At prediction time, all predictor components are accessed in parallel, and the final prediction is selected based on a hierarchical decision process. If the branch is identified as a hard-to-predict (H2P) branch and the Load Correlation Table yields a hit with a saturated confidence counter, the prediction from the Load Value Correlated Predictor (LVCP) is used. If this condition is not met but the Loop Predictor provides a prediction with saturated confidence, its result is adopted. In all other cases, the prediction from TAGE-SC is used, following the same logic as in the CBP-5 implementation [13].

After the prediction is completed, the load tracking queue is updated with potential load instructions. The detailed update logic is described in Section 3.3. Some of the SC histories are speculatively updated (mimic a speculative-update-mispredict-rollback mechanism in the championship). See Section 3.4 for detailed discussion on the update mechanism of SC components.

TAGE-SC-L is updated at execution resolve time to allow for a more timely update. LVCP is updated at commit time since LVCP needs an accurate order between branches and loads.

# 3.1 H2P Branch Table

A H2P Branch Table (HBT) is used to determine whether a branch is hard enough for any allocation in the LVCP. HBT is a small registerfile-based set-associative table that is PC-indexed and tagged. There is a saturation counter in each entry that increases when a branch is mispredicted by TAGE-SC-L. When the counter saturates, the branch is considered hard to predict.

When a branch mispredicts, HBT tries to allocate a slot for it if any counter in the same set is zero. The counter decays with a certain period. In our case, the decay period is set to 20000 branches committed. Since the average branch per kilo instruction (BPKI) is 131.60 across the traces, the HBT tracks the branches whose MPKI is greater than 0.38. This should be enough to cover most of the hard-to-predict branches.

#### 3.2 Load Tracking Structure

The load tracking structure is responsible for tracking the positional relationship between branches and preceding loads. Fig. 2 shows the specific load tracking structure used in the Load Value Correlated Predictor.
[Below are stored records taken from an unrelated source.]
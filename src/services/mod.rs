pub mod clock;
pub mod job_scheduler_service;
pub mod market_service;
pub mod quote_cache;
pub mod reconciler;
pub mod reserve_service;
pub mod user_service;
// Emergency reserve slots, scoped per user

use axum::extract::{Query, State};
use axum::routing::get;
use axum::{Json, Router};
use serde::Deserialize;
use serde_json::{json, Value};
use tracing::info;

use crate::errors::AppError;
use crate::models::ReserveSlot;
use crate::services::reserve_service;
use crate::state::AppState;

// ==============================================================================
// Router
// ==============================================================================

pub fn router() -> Router<AppState> {
    Router::new().route("/", get(list_reserves).post(replace_reserves))
}

// ==============================================================================
// Request Types
// ==============================================================================

#[derive(Debug, Deserialize)]
struct ReserveQuery {
    #[serde(rename = "userId")]
    user_id: Option<String>,
}

impl ReserveQuery {
    fn require_user_id(self) -> Result<String, AppError> {
        match self.user_id {
            Some(id) if !id.trim().is_empty() => Ok(id),
            _ => Err(AppError::Validation("userId is required".to_string())),
        }
    }
}

// ==============================================================================
// Handlers
// ==============================================================================

/// GET /api/reserves?userId=...
///
/// All reserve slots belonging to the user.
async fn list_reserves(
    State(state): State<AppState>,
    Query(query): Query<ReserveQuery>,
) -> Result<Json<Vec<ReserveSlot>>, AppError> {
    let user_id = query.require_user_id()?;
    info!("GET /api/reserves - Listing slots for user {}", user_id);
    let slots = reserve_service::list_for_user(&state.store, &user_id).await;
    Ok(Json(slots))
}

/// POST /api/reserves?userId=...
///
/// Replaces the user's slots with the posted set.
async fn replace_reserves(
    State(state): State<AppState>,
    Query(query): Query<ReserveQuery>,
    Json(slots): Json<Vec<ReserveSlot>>,
) -> Result<Json<Value>, AppError> {
    let user_id = query.require_user_id()?;
    info!(
        "POST /api/reserves - Replacing slots for user {} ({} incoming)",
        user_id,
        slots.len()
    );
    reserve_service::replace_for_user(&state.store, &user_id, slots).await?;
    Ok(Json(json!({ "success": true })))
}
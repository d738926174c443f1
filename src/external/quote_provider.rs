use async_trait::async_trait;
use thiserror::Error;

/// The two market series the dashboard tracks.
#[derive(Debug, Clone, Copy, PartialEq, Eq, Hash)]
pub enum SeriesKind {
    Usd,
    Ibovespa,
}

impl SeriesKind {
    pub fn as_str(&self) -> &'static str {
        match self {
            SeriesKind::Usd => "USD/BRL",
            SeriesKind::Ibovespa => "IBOVESPA",
        }
    }
}

impl std::fmt::Display for SeriesKind {
    fn fmt(&self, f: &mut std::fmt::Formatter<'_>) -> std::fmt::Result {
        f.write_str(self.as_str())
    }
}

/// A freshly fetched quote: the current level of the series and its day
/// percent change.
#[derive(Debug, Clone, Copy, PartialEq)]
pub struct QuoteObservation {
    pub value: f64,
    pub change_pct: f64,
}

#[derive(Debug, Error)]
pub enum QuoteProviderError {
    #[error("network error: {0}")]
    Network(String),

    #[error("bad response: {0}")]
    BadResponse(String),

    #[error("parse error: {0}")]
    Parse(String),

    #[error("rate limited")]
    RateLimited,

    #[error("series not supported by this provider")]
    Unsupported,
}

#[async_trait]
pub trait QuoteProvider: Send + Sync {
    async fn fetch_quote(
        &self,
        series: SeriesKind,
    ) -> Result<QuoteObservation, QuoteProviderError>;
}
pub(crate) mod auth;
pub(crate) mod cron;
pub(crate) mod health;
pub(crate) mod market;
pub(crate) mod reserves;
Before predicting a branch, information about loads preceding it enters a load tracking queue. Once a tracked load instruction completes execution, its value is updated in the corresponding entry within the load tracking queue. The load values stored in the queue are later used to index a banked correlation table, leveraging a one-to-one mapping between each queue position and a specific table bank. The size of the load tracking queue is limited (16 in our case) primarily to keep the number of SRAM banks required for the correlation tables reasonable.
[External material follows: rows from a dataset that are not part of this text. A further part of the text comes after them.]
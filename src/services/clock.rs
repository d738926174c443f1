use chrono::{DateTime, SecondsFormat, Utc};
use chrono_tz::Tz;

// Dashboard dates are keyed to Brazilian civil time regardless of where the
// service runs.
pub const MARKET_TIMEZONE: Tz = chrono_tz::America::Sao_Paulo;

/// Injectable time source so date-keyed logic is testable.
pub trait Clock: Send + Sync {
    fn now(&self) -> DateTime<Utc>;
}

pub struct SystemClock;

impl Clock for SystemClock {
    fn now(&self) -> DateTime<Utc> {
        Utc::now()
    }
}

/// Clock pinned to one instant, for tests.
pub struct FixedClock(pub DateTime<Utc>);

impl Clock for FixedClock {
    fn now(&self) -> DateTime<Utc> {
        self.0
    }
}

/// Today's history key: the current São Paulo calendar day as `DD/MM`.
pub fn today_key(clock: &dyn Clock) -> String {
    clock
        .now()
        .with_timezone(&MARKET_TIMEZONE)
        .format("%d/%m")
        .to_string()
}

/// ISO-8601 timestamp with millisecond precision, e.g.
/// `2025-05-10T12:00:00.000Z`.
pub fn iso_timestamp(clock: &dyn Clock) -> String {
    clock.now().to_rfc3339_opts(SecondsFormat::Millis, true)
}

#[cfg(test)]
mod tests {
    use super::*;
    use chrono::TimeZone;

    #[test]
    fn today_key_is_zero_padded_day_month() {
        let clock = FixedClock(Utc.with_ymd_and_hms(2025, 5, 10, 15, 0, 0).unwrap());
        assert_eq!(today_key(&clock), "10/05");
    }

    #[test]
    fn today_key_uses_sao_paulo_civil_time() {
        // 01:30 UTC is still the previous evening in São Paulo (UTC-3).
        let clock = FixedClock(Utc.with_ymd_and_hms(2025, 5, 10, 1, 30, 0).unwrap());
        assert_eq!(today_key(&clock), "09/05");
    }

    #[test]
    fn iso_timestamp_has_millis_and_zulu_suffix() {
        let clock = FixedClock(Utc.with_ymd_and_hms(2025, 5, 10, 12, 0, 0).unwrap());
        assert_eq!(iso_timestamp(&clock), "2025-05-10T12:00:00.000Z");
    }
}
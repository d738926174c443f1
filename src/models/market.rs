use serde::{Deserialize, Deserializer, Serialize};

// One observed value for a market series, keyed by its São Paulo calendar
// day rendered as DD/MM.
#[derive(Debug, Clone, PartialEq, Serialize, Deserialize)]
pub struct SeriesPoint {
    pub date: String,
    pub value: f64,
}

/// Persisted rolling history for both tracked series.
///
/// This is the unit of persistence: read once per refresh cycle and written
/// back whole. Histories are oldest-first and never longer than the rolling
/// window. `last_updated` is an ISO-8601 timestamp, empty until the first
/// successful write.
#[derive(Debug, Clone, Default, PartialEq, Serialize, Deserialize)]
#[serde(rename_all = "camelCase")]
pub struct MarketHistoryDocument {
    #[serde(default, deserialize_with = "lenient_series")]
    pub usd: Vec<SeriesPoint>,
    #[serde(default, deserialize_with = "lenient_series")]
    pub ibovespa: Vec<SeriesPoint>,
    #[serde(default)]
    pub last_updated: String,
}

/// Coerces a malformed history to an empty sequence instead of failing the
/// whole document read. Entries missing `date` or `value` are dropped.
fn lenient_series<'de, D>(deserializer: D) -> Result<Vec<SeriesPoint>, D::Error>
where
    D: Deserializer<'de>,
{
    let raw = serde_json::Value::deserialize(deserializer)?;
    Ok(coerce_series(raw))
}

fn coerce_series(raw: serde_json::Value) -> Vec<SeriesPoint> {
    match raw {
        serde_json::Value::Array(entries) => entries
            .into_iter()
            .filter_map(|entry| {
                let date = entry.get("date")?.as_str()?.to_string();
                let value = entry.get("value")?.as_f64()?;
                Some(SeriesPoint { date, value })
            })
            .collect(),
        _ => Vec::new(),
    }
}

// ==============================================================================
// Presentation Types
// ==============================================================================

/// Dashboard shape for one series: latest quote plus the parallel
/// value/date-label sequences the chart consumes.
#[derive(Debug, Clone, Serialize)]
pub struct SeriesSnapshot {
    pub current: f64,
    pub change: f64,
    pub history: Vec<f64>,
    pub dates: Vec<String>,
}

#[derive(Debug, Clone, Serialize)]
#[serde(rename_all = "camelCase")]
pub struct MarketOverview {
    pub usd: SeriesSnapshot,
    pub ibovespa: SeriesSnapshot,
    pub has_error: bool,
    pub last_updated: String,
}

/// Body returned by the refresh trigger endpoint.
#[derive(Debug, Clone, Serialize)]
pub struct RefreshSummary {
    pub success: bool,
    pub message: String,
    pub data: RefreshCounters,
}

#[derive(Debug, Clone, Serialize)]
#[serde(rename_all = "camelCase")]
pub struct RefreshCounters {
    pub usd: f64,
    pub ibovespa: f64,
    pub usd_history_length: usize,
    pub ibov_history_length: usize,
    pub persisted: bool,
}
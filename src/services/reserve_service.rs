use tracing::info;

use crate::errors::AppError;
use crate::models::ReserveSlot;
use crate::store::JsonStore;

/// Store key for all users' reserve slots.
pub const RESERVES_KEY: &str = "reserves.json";

/// All slots belonging to one user.
pub async fn list_for_user(store: &JsonStore, user_id: &str) -> Vec<ReserveSlot> {
    let all: Vec<ReserveSlot> = store.read(RESERVES_KEY, Vec::new()).await;
    all.into_iter()
        .filter(|slot| slot.user_id == user_id)
        .collect()
}

/// Replaces one user's slots wholesale, leaving other users' slots alone.
/// Incoming slots are stamped with `user_id` regardless of what the client
/// sent.
pub async fn replace_for_user(
    store: &JsonStore,
    user_id: &str,
    slots: Vec<ReserveSlot>,
) -> Result<(), AppError> {
    let mut all: Vec<ReserveSlot> = store.read(RESERVES_KEY, Vec::new()).await;
    all.retain(|slot| slot.user_id != user_id);

    let incoming = slots.len();
    for mut slot in slots {
        slot.user_id = user_id.to_string();
        all.push(slot);
    }

    store.write(RESERVES_KEY, &all).await?;
    info!("💾 Saved {} reserve slots for user {}", incoming, user_id);
    Ok(())
}
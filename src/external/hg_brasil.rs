use async_trait::async_trait;
use serde::Deserialize;

use crate::external::quote_provider::{
    QuoteObservation, QuoteProvider, QuoteProviderError, SeriesKind,
};

const FINANCE_URL: &str = "https://api.hgbrasil.com/finance";

/// HG Brasil Finance quotes: the USD/BRL buy rate and the Ibovespa points
/// index, each with a day variation. The free "development" key works for
/// both.
pub struct HgBrasilProvider {
    client: reqwest::Client,
    api_key: String,
}

impl HgBrasilProvider {
    pub fn new(api_key: impl Into<String>) -> Self {
        Self {
            client: reqwest::Client::new(),
            api_key: api_key.into(),
        }
    }
}

#[derive(Debug, Deserialize)]
struct HgFinanceResponse {
    results: Option<HgResults>,
}

#[derive(Debug, Deserialize)]
struct HgResults {
    currencies: Option<HgCurrencies>,
    stocks: Option<HgStocks>,
}

#[derive(Debug, Deserialize)]
struct HgCurrencies {
    #[serde(rename = "USD")]
    usd: Option<HgCurrencyQuote>,
}

#[derive(Debug, Deserialize)]
struct HgCurrencyQuote {
    buy: Option<f64>,
    variation: Option<f64>,
}

#[derive(Debug, Deserialize)]
struct HgStocks {
    #[serde(rename = "IBOVESPA")]
    ibovespa: Option<HgStockQuote>,
}

#[derive(Debug, Deserialize)]
struct HgStockQuote {
    points: Option<f64>,
    variation: Option<f64>,
}

#[async_trait]
impl QuoteProvider for HgBrasilProvider {
    async fn fetch_quote(
        &self,
        series: SeriesKind,
    ) -> Result<QuoteObservation, QuoteProviderError> {
        let resp = self
            .client
            .get(FINANCE_URL)
            .query(&[("format", "json-cors"), ("key", self.api_key.as_str())])
            .send()
            .await
            .map_err(|e| QuoteProviderError::Network(e.to_string()))?;

        if resp.status() == reqwest::StatusCode::TOO_MANY_REQUESTS {
            return Err(QuoteProviderError::RateLimited);
        }
        if !resp.status().is_success() {
            return Err(QuoteProviderError::BadResponse(format!(
                "API returned status: {}",
                resp.status()
            )));
        }

        let body: HgFinanceResponse = resp
            .json()
            .await
            .map_err(|e| QuoteProviderError::Parse(e.to_string()))?;

        let results = body
            .results
            .ok_or_else(|| QuoteProviderError::BadResponse("missing results in response".into()))?;

        match series {
            SeriesKind::Usd => {
                let quote = results.currencies.and_then(|c| c.usd).ok_or_else(|| {
                    QuoteProviderError::BadResponse("missing USD quote in response".into())
                })?;
                let value = quote.buy.ok_or_else(|| {
                    QuoteProviderError::BadResponse("missing USD buy rate".into())
                })?;
                Ok(QuoteObservation {
                    value,
                    change_pct: quote.variation.unwrap_or(0.0),
                })
            }
            SeriesKind::Ibovespa => {
                let quote = results.stocks.and_then(|s| s.ibovespa).ok_or_else(|| {
                    QuoteProviderError::BadResponse("missing IBOVESPA quote in response".into())
                })?;
                let value = quote.points.ok_or_else(|| {
                    QuoteProviderError::BadResponse("missing IBOVESPA points".into())
                })?;
                Ok(QuoteObservation {
                    value,
                    change_pct: quote.variation.unwrap_or(0.0),
                })
            }
        }
    }
}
However, a significant amount of load-branch dependencies can occur over distances exceeding the capacity of this limited queue. To capture some of these long-distance dependencies, a distant load buffer, indexed by the load PC low bits, is employed. When a load instruction is dequeued from the load tracking queue, it is transferred to this distant load buffer. Values within the distant load buffer are also used later to query the correlation tables, similar to the values in the load tracking queue. The distant load buffer entries are directly mapped to the correlation table banks.
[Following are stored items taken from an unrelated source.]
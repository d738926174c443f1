use std::collections::HashMap;

use async_trait::async_trait;
use parking_lot::RwLock;

use crate::store::{BlobStore, StoreError};

/// Keeps payloads in process memory. Backs tests and local runs without a
/// data directory; contents vanish on restart.
#[derive(Default)]
pub struct MemoryStore {
    entries: RwLock<HashMap<String, String>>,
}

impl MemoryStore {
    pub fn new() -> Self {
        Self::default()
    }
}

#[async_trait]
impl BlobStore for MemoryStore {
    async fn get(&self, key: &str) -> Result<Option<String>, StoreError> {
        Ok(self.entries.read().get(key).cloned())
    }

    async fn put(&self, key: &str, payload: String) -> Result<(), StoreError> {
        self.entries.write().insert(key.to_string(), payload);
        Ok(())
    }
}

#[cfg(test)]
mod tests {
    use super::*;
    use crate::store::JsonStore;
    use std::sync::Arc;

    #[tokio::test]
    async fn read_after_write_returns_value() {
        let store = JsonStore::new(Arc::new(MemoryStore::new()));
        store.write("k.json", &42u32).await.unwrap();
        assert_eq!(store.read("k.json", 0u32).await, 42);
    }

    #[tokio::test]
    async fn missing_key_returns_default() {
        let store = JsonStore::new(Arc::new(MemoryStore::new()));
        assert_eq!(store.read("absent.json", 7u32).await, 7);
        // The default is now persisted.
        assert_eq!(store.read("absent.json", 0u32).await, 7);
    }
}
use std::sync::Arc;

use chrono::{DateTime, Duration, Utc};
use dashmap::DashMap;

use crate::external::quote_provider::{QuoteObservation, SeriesKind};

#[derive(Debug, Clone)]
struct CachedQuote {
    observation: QuoteObservation,
    fetched_at: DateTime<Utc>,
}

/// Thread-safe per-series quote cache.
///
/// The dashboard overview reads through this so page polling does not hit
/// the upstream APIs more than once per TTL. Refresh cycles bypass it and
/// repopulate it with whatever they fetched.
#[derive(Clone)]
pub struct QuoteCache {
    cache: Arc<DashMap<SeriesKind, CachedQuote>>,
    ttl_secs: i64,
}

impl QuoteCache {
    pub fn new(ttl_secs: u64) -> Self {
        Self {
            cache: Arc::new(DashMap::new()),
            ttl_secs: ttl_secs as i64,
        }
    }

    /// Returns the cached observation if it is still within TTL.
    pub fn get_fresh(&self, series: SeriesKind) -> Option<QuoteObservation> {
        if let Some(entry) = self.cache.get(&series) {
            let cached = entry.value().clone();
            let expiry = cached.fetched_at + Duration::seconds(self.ttl_secs);

            if Utc::now() < expiry {
                return Some(cached.observation);
            }
            drop(entry); // Release the read lock before removing
            self.cache.remove(&series);
        }
        None
    }

    pub fn put(&self, series: SeriesKind, observation: QuoteObservation) {
        self.cache.insert(
            series,
            CachedQuote {
                observation,
                fetched_at: Utc::now(),
            },
        );
    }
}

#[cfg(test)]
mod tests {
    use super::*;

    fn obs(value: f64) -> QuoteObservation {
        QuoteObservation {
            value,
            change_pct: 0.0,
        }
    }

    #[test]
    fn returns_observation_within_ttl() {
        let cache = QuoteCache::new(60);
        cache.put(SeriesKind::Usd, obs(5.42));
        assert_eq!(cache.get_fresh(SeriesKind::Usd).unwrap().value, 5.42);
    }

    #[test]
    fn zero_ttl_expires_immediately() {
        let cache = QuoteCache::new(0);
        cache.put(SeriesKind::Ibovespa, obs(128500.0));
        assert!(cache.get_fresh(SeriesKind::Ibovespa).is_none());
    }

    #[test]
    fn series_are_cached_independently() {
        let cache = QuoteCache::new(60);
        cache.put(SeriesKind::Usd, obs(5.42));
        assert!(cache.get_fresh(SeriesKind::Ibovespa).is_none());
    }
}
use tracing::info;
use uuid::Uuid;

use crate::errors::AppError;
use crate::models::User;
use crate::services::clock::{self, Clock};
use crate::store::JsonStore;

/// Store key for the user registry.
pub const USERS_KEY: &str = "users.json";

/// Looks a user up by name (case-insensitive) and creates one on miss.
pub async fn find_or_create(
    store: &JsonStore,
    clock: &dyn Clock,
    name: &str,
) -> Result<User, AppError> {
    let mut users: Vec<User> = store.read(USERS_KEY, Vec::new()).await;

    let wanted = name.to_lowercase();
    if let Some(user) = users.iter().find(|u| u.name.to_lowercase() == wanted) {
        return Ok(user.clone());
    }

    let user = User {
        id: Uuid::new_v4().to_string(),
        name: name.to_string(),
        created_at: clock::iso_timestamp(clock),
    };
    users.push(user.clone());
    store.write(USERS_KEY, &users).await?;

    info!("👤 Created user {} ({})", user.name, user.id);
    Ok(user)
}

#[cfg(test)]
mod tests {
    use super::*;
    use crate::services::clock::FixedClock;
    use crate::store::MemoryStore;
    use chrono::{TimeZone, Utc};
    use std::sync::Arc;

    fn setup() -> (JsonStore, FixedClock) {
        (
            JsonStore::new(Arc::new(MemoryStore::new())),
            FixedClock(Utc.with_ymd_and_hms(2025, 5, 10, 12, 0, 0).unwrap()),
        )
    }

    #[tokio::test]
    async fn creates_user_on_first_login() {
        let (store, clock) = setup();
        let user = find_or_create(&store, &clock, "Maria").await.unwrap();

        assert_eq!(user.name, "Maria");
        assert_eq!(user.created_at, "2025-05-10T12:00:00.000Z");
        assert!(!user.id.is_empty());
    }

    #[tokio::test]
    async fn lookup_is_case_insensitive() {
        let (store, clock) = setup();
        let created = find_or_create(&store, &clock, "Maria").await.unwrap();
        let found = find_or_create(&store, &clock, "mARIA").await.unwrap();

        assert_eq!(found.id, created.id);
        // The stored spelling wins over the lookup spelling.
        assert_eq!(found.name, "Maria");

        let users: Vec<User> = store.read(USERS_KEY, Vec::new()).await;
        assert_eq!(users.len(), 1);
    }

    #[tokio::test]
    async fn distinct_names_create_distinct_users() {
        let (store, clock) = setup();
        let a = find_or_create(&store, &clock, "Maria").await.unwrap();
        let b = find_or_create(&store, &clock, "João").await.unwrap();
        assert_ne!(a.id, b.id);
    }
}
To allow the detection of load instructions at prediction time, a small set-associative SRAM table, termed the Load Marking Table, is employed. Each entry within this table contains a bitmap indicating the presence and positions of load instructions within a LVCP: A Load Value Correlated Predictor for TAGE-SC-L



Figure 2: Load tracking structure including a load marking table, a load tracking queue, and a distant load buffer

corresponding cache line. Entries also include a useful counter used for replacement policy. This useful counter is incremented whenever a load instruction whose address maps to that entry contributes to a correct load-correlated prediction, particularly those that correct errors from the baseline predictor (TAGE-SC-L). To prevent stale information from persisting indefinitely, these counters are gradually decayed over time. The bitmaps themselves are populated during the decode stage upon the detection of load instructions.

## 3.3 Load Value Correlated Predictor

The core of the Load Value Correlated Predictor is a set-associative SRAM-based correlation table. For lookup, it uses a hash computed from the branch PC, load PC, and load value, which serves as both the index into the set and the tag for matching entries. Each entry in the correlation table stores a payload consisting of: a direction bit, a 5-bit confidence counter, and a 1-bit direction-changed marker used for invalidation.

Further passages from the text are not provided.